## What is expected
Of all the lines in the records below, copy only those that contain the string "time".

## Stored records
....................

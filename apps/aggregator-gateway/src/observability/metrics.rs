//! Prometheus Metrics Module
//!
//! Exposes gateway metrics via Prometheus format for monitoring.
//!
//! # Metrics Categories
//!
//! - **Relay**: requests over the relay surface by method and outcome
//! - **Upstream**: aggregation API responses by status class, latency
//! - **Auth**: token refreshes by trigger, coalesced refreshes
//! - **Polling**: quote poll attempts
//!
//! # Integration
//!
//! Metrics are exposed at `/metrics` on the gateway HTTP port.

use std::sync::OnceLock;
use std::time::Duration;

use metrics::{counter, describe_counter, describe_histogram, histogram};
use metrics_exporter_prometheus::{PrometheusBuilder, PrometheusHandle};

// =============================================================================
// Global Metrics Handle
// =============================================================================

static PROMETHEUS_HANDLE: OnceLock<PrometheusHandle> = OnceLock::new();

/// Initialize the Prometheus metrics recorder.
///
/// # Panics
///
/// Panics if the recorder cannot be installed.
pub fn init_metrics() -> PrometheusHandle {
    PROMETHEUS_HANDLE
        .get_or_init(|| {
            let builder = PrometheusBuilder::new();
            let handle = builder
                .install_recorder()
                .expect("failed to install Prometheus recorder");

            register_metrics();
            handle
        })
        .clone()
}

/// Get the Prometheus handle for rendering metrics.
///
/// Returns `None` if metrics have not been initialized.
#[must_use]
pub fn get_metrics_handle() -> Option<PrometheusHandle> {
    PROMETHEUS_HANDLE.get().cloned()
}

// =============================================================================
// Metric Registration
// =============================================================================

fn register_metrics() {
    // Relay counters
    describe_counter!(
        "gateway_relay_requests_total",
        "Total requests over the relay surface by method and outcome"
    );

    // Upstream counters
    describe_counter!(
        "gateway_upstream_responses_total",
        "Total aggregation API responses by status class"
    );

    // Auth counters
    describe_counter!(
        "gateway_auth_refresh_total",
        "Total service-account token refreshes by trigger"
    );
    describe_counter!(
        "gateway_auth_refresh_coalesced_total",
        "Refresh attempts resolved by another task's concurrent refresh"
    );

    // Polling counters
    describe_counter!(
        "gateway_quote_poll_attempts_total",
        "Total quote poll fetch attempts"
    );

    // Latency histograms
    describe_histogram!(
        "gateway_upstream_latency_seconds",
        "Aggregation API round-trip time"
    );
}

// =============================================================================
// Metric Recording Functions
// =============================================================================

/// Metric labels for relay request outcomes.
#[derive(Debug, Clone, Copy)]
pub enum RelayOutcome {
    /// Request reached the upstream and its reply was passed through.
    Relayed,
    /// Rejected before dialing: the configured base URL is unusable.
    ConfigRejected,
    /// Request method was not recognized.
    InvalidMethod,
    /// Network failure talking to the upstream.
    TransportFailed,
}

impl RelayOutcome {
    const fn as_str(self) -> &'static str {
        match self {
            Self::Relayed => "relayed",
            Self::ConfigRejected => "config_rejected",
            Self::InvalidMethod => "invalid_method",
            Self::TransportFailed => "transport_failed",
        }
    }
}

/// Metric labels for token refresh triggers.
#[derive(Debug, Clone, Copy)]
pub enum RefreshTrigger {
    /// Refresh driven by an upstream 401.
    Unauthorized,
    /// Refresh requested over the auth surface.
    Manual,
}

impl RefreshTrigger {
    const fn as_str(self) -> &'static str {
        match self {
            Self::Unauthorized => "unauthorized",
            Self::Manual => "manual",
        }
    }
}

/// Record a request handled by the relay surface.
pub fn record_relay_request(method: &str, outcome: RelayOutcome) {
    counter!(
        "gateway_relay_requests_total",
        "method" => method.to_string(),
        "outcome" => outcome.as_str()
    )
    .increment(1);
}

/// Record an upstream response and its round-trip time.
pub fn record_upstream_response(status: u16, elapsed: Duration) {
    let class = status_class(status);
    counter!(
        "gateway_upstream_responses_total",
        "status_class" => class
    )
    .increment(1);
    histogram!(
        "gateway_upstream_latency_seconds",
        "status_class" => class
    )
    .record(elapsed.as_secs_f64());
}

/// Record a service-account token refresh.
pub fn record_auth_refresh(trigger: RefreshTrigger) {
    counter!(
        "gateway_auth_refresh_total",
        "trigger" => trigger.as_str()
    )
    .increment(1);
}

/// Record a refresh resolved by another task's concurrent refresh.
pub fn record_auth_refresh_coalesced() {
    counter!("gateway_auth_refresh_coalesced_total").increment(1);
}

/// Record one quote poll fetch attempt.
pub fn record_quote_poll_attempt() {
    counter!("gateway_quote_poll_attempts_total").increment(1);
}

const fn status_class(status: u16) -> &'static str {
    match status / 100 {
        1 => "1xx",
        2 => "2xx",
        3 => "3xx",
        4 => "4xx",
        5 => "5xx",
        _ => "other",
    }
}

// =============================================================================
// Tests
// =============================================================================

....................

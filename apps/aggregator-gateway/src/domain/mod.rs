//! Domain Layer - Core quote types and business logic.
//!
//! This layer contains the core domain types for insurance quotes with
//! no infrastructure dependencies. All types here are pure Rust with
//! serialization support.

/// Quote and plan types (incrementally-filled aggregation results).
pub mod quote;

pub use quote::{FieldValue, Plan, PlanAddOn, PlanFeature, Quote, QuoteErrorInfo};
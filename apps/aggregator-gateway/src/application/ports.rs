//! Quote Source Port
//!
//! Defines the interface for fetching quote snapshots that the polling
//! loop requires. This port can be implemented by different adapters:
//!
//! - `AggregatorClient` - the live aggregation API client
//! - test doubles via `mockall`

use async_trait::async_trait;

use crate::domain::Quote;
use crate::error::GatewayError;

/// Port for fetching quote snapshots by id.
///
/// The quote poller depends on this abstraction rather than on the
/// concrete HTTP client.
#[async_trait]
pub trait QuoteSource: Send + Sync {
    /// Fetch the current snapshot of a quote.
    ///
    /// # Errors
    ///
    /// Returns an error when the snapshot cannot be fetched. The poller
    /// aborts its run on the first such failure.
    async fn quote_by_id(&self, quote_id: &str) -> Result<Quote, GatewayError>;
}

....................

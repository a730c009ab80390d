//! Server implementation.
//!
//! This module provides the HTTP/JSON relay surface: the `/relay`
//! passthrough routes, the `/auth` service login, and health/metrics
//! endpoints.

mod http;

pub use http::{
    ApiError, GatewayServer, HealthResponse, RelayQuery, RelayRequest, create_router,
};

....................

## Result
use std::time::Duration;
        "Aggregation API round-trip time"
/// Record an upstream response and its round-trip time.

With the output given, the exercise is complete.